4  List of Markers

4.1 Markers included in the exemplar assay

4.1.1 Angiopoietin-1 (Ang-1)

Constitutively expressed by pericytes and smooth muscle cells, also stored in platelets (Brouwers et al. 2013). Ang-1 is an agonist binding the TIE2 receptor. It promotes endothelial cell survival and maintains vascular quiescence. Activates or inhibits angiogenesis, depending on the context. Ang-1 mediates blood vessel maturation/stability (Leligdowicz et al. 2018).

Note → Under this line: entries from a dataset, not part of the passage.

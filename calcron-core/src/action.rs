use chrono::NaiveDateTime;
use serde::{Deserialize, Serialize};

/// A command to hand to the executor at a local wall-clock instant.
#[derive(Debug, Clone, PartialEq, Eq, Serialize, Deserialize)]
pub struct DerivedAction {
    pub command: String,
    pub at: NaiveDateTime,
}

impl DerivedAction {
    pub fn new(command: impl Into<String>, at: NaiveDateTime) -> Self {
        DerivedAction {
            command: command.into(),
            at,
        }
    }
}
//! Error types for calcron.

use thiserror::Error;

/// Errors that can occur in calcron operations.
#[derive(Error, Debug)]
pub enum CalcronError {
    /// The event source could not be reached or returned garbage.
    #[error("Transport error: {0}")]
    Transport(String),

    #[error("Malformed event '{id}': {reason}")]
    MalformedEvent { id: String, reason: String },

    /// A schedule/cancel/actuator call failed.
    #[error("Executor error: {0}")]
    Executor(String),

    #[error("Persistence error: {0}")]
    Persistence(String),

    #[error("Schema error: {0}")]
    Schema(String),

    #[error("Configuration error: {0}")]
    Config(String),

    #[error("Provider error: {0}")]
    Provider(String),

    #[error("Provider '{0}' not found in PATH")]
    ProviderNotInstalled(String),

    #[error("Provider request timed out after {0}s")]
    ProviderTimeout(u64),

    #[error("IO error: {0}")]
    Io(#[from] std::io::Error),

    #[error("Serialization error: {0}")]
    Serialization(String),
}

/// Result type alias for calcron operations.
pub type CalcronResult<T> = Result<T, CalcronError>;
//! Core of calcron: keeps `at` jobs or a relay in step with a calendar.
//!
//! This crate holds everything that does not need a terminal:
//! - event normalization, time-offset command parsing and merging
//! - the per-event command derivation and the relay decision
//! - the `SchedulingEngine` that runs one sync pass
//! - the versioned state record and its file store
//! - the provider protocol used to fetch calendar events

pub mod action;
pub mod clock;
pub mod constants;
pub mod deferred;
pub mod engine;
pub mod error;
pub mod event;
pub mod merge;
pub mod offset;
pub mod ports;
pub mod query;
pub mod relay;
pub mod remote;
pub mod schedule;
pub mod state;

pub use error::{CalcronError, CalcronResult};
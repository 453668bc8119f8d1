use std::path::Path;

use anyhow::Result;
use calcron_core::deferred::CommandTemplates;
use calcron_core::engine::{Ledger, SchedulingEngine};
use calcron_core::relay::RelayReconciler;
use calcron_core::schedule::CommandScheduler;
use calcron_core::state::{FlavorState, JsonFileStore, StateStore};
use tracing::info;

use super::{Collaborators, engine_config};
use crate::actuator::CommandActuator;
use crate::config::AppConfig;
use crate::executor::AtExecutor;

/// Cancel everything tracked and clear the watermark. Settings are kept.
pub async fn run(app: &AppConfig, settings: &Path) -> Result<()> {
    let store = JsonFileStore::new(settings);
    let Some(state) = store.load()? else {
        info!(path = %settings.display(), "No settings found, nothing to reset");
        return Ok(());
    };

    let deps = Collaborators::for_state(&state);

    let next = match &state.flavor {
        FlavorState::Commands {
            event_start_cmd,
            event_end_cmd,
            jobs,
            ..
        } => {
            let config = engine_config(app, &state, false)?;
            let engine = SchedulingEngine::new(config, &deps.source, &deps.clock);
            let executor = AtExecutor::new(&app.at_binary);
            let templates = CommandTemplates {
                start: event_start_cmd.clone(),
                end: event_end_cmd.clone(),
            };
            let scheduler = CommandScheduler::new(templates, &executor);
            let ledger = Ledger {
                last_sync: state.last_sync,
                records: jobs.clone(),
            };

            info!(tracked = jobs.len(), "Cancelling scheduled jobs");
            let next = engine.reset(&ledger, &scheduler).await;
            state.clone().with_job_ledger(next)?
        }
        FlavorState::Relay { relay_pin, events } => {
            let config = engine_config(app, &state, true)?;
            let engine = SchedulingEngine::new(config, &deps.source, &deps.clock);
            let actuator = CommandActuator::new(&app.relay_command);
            let reconciler = RelayReconciler::new(*relay_pin, &actuator);
            let ledger = Ledger {
                last_sync: state.last_sync,
                records: events.clone(),
            };

            state.clone().with_event_ledger(engine.reset(&ledger, &reconciler).await)?
        }
    };

    store.save(&next)?;
    info!("Reset complete");
    Ok(())
}
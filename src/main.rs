mod actuator;
mod commands;
mod config;
mod executor;
mod prompt;

use std::path::{Path, PathBuf};
use std::process::ExitCode;

use anyhow::Result;
use clap::Parser;
use tracing::{error, info, warn};
use tracing_appender::non_blocking::WorkerGuard;
use tracing_appender::rolling::{RollingFileAppender, Rotation};
use tracing_subscriber::filter::LevelFilter;
use tracing_subscriber::prelude::*;
use tracing_subscriber::{EnvFilter, fmt};

use crate::config::AppConfig;

#[derive(Parser)]
#[command(name = "calcron")]
#[command(about = "Keep scheduled commands or a relay in step with a calendar")]
struct Cli {
    /// Cancel everything previously scheduled and forget the sync watermark
    #[arg(long)]
    reset: bool,

    /// Settings file, relative to the home directory unless absolute
    #[arg(short, long, default_value = ".calcron")]
    settings_file: PathBuf,

    /// Log debug output (RUST_LOG takes precedence)
    #[arg(short, long)]
    verbose: bool,
}

impl Cli {
    /// What this invocation does, for the closing log line.
    fn label(&self) -> &'static str {
        if self.reset { "Reset" } else { "Sync" }
    }
}

#[tokio::main]
async fn main() -> ExitCode {
    let cli = Cli::parse();
    let app = AppConfig::load();
    let log_path = app.as_ref().ok().and_then(|app| app.log_path().ok().flatten());
    let _guard = init_tracing(cli.verbose, log_path.as_deref());

    let label = cli.label();
    let outcome = match app {
        Ok(app) => run(cli, app).await,
        Err(e) => Err(e),
    };

    match outcome {
        Ok(()) => {
            info!("{label} succeeded");
            ExitCode::SUCCESS
        }
        Err(e) => {
            error!("{label} failed: {e:#}");
            ExitCode::FAILURE
        }
    }
}

async fn run(cli: Cli, app: AppConfig) -> Result<()> {
    let settings = config::home_path(&cli.settings_file)?;

    if cli.reset {
        commands::reset::run(&app, &settings).await
    } else {
        commands::sync::run(&app, &settings).await
    }
}

/// Log to stderr at `info` (`debug` with `-v`), and everything at `debug`
/// to `log_file` when one is configured.
fn init_tracing(verbose: bool, log_file: Option<&Path>) -> Option<WorkerGuard> {
    let default = if verbose { "debug" } else { "info" };
    let filter = EnvFilter::try_from_default_env().unwrap_or_else(|_| EnvFilter::new(default));
    let stderr = fmt::layer()
        .with_writer(std::io::stderr)
        .with_target(false)
        .with_filter(filter);

    let appender = log_file.map(|path| file_appender(path).map_err(|e| (path, e)));
    let (file, guard, setup_error) = match appender {
        Some(Ok(appender)) => {
            let (writer, guard) = tracing_appender::non_blocking(appender);
            let layer = fmt::layer()
                .with_writer(writer)
                .with_ansi(false)
                .with_filter(LevelFilter::DEBUG);
            (Some(layer), Some(guard), None)
        }
        Some(Err(e)) => (None, None, Some(e)),
        None => (None, None, None),
    };

    let _ = tracing_subscriber::registry().with(stderr).with(file).try_init();

    if let Some((path, e)) = setup_error {
        warn!(path = %path.display(), "Could not open log file: {e:#}");
    }
    guard
}

fn file_appender(path: &Path) -> Result<RollingFileAppender> {
    let (Some(dir), Some(name)) = (path.parent(), path.file_name()) else {
        anyhow::bail!("not a file path");
    };

    Ok(RollingFileAppender::builder()
        .rotation(Rotation::NEVER)
        .filename_prefix(name.to_string_lossy())
        .build(dir)?)
}
//! Calendar access through provider binaries.

pub mod protocol;
pub mod provider;

pub use provider::Provider;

4.1.2 Angiopoietin-2 (Ang-2)

Expressed by endothelial cells. Ang-2 binds to TIE2 in competition with Ang-1 but is an antagonist. Increased Ang-2 levels lead to increased vascular leakage, resulting from destabilised vascular endothelium, remodelling, and leakiness (Kim et al. 2016). Ang/Tie2 dysregulation is thought to be “pathogen agnostic” (Leligdowicz et al. 2018).

4.1.3 Azurocidin 1 (Azu)

Released early in infection from granules in polymorphonuclear leukocytes. Azu acts as a chemo-attractant to several leukocyte types, provokes cytokine secretion, and induces capillary leakage. Azu is directly cytotoxic to certain Gram-negative bacteria (Fisher and Linder 2017).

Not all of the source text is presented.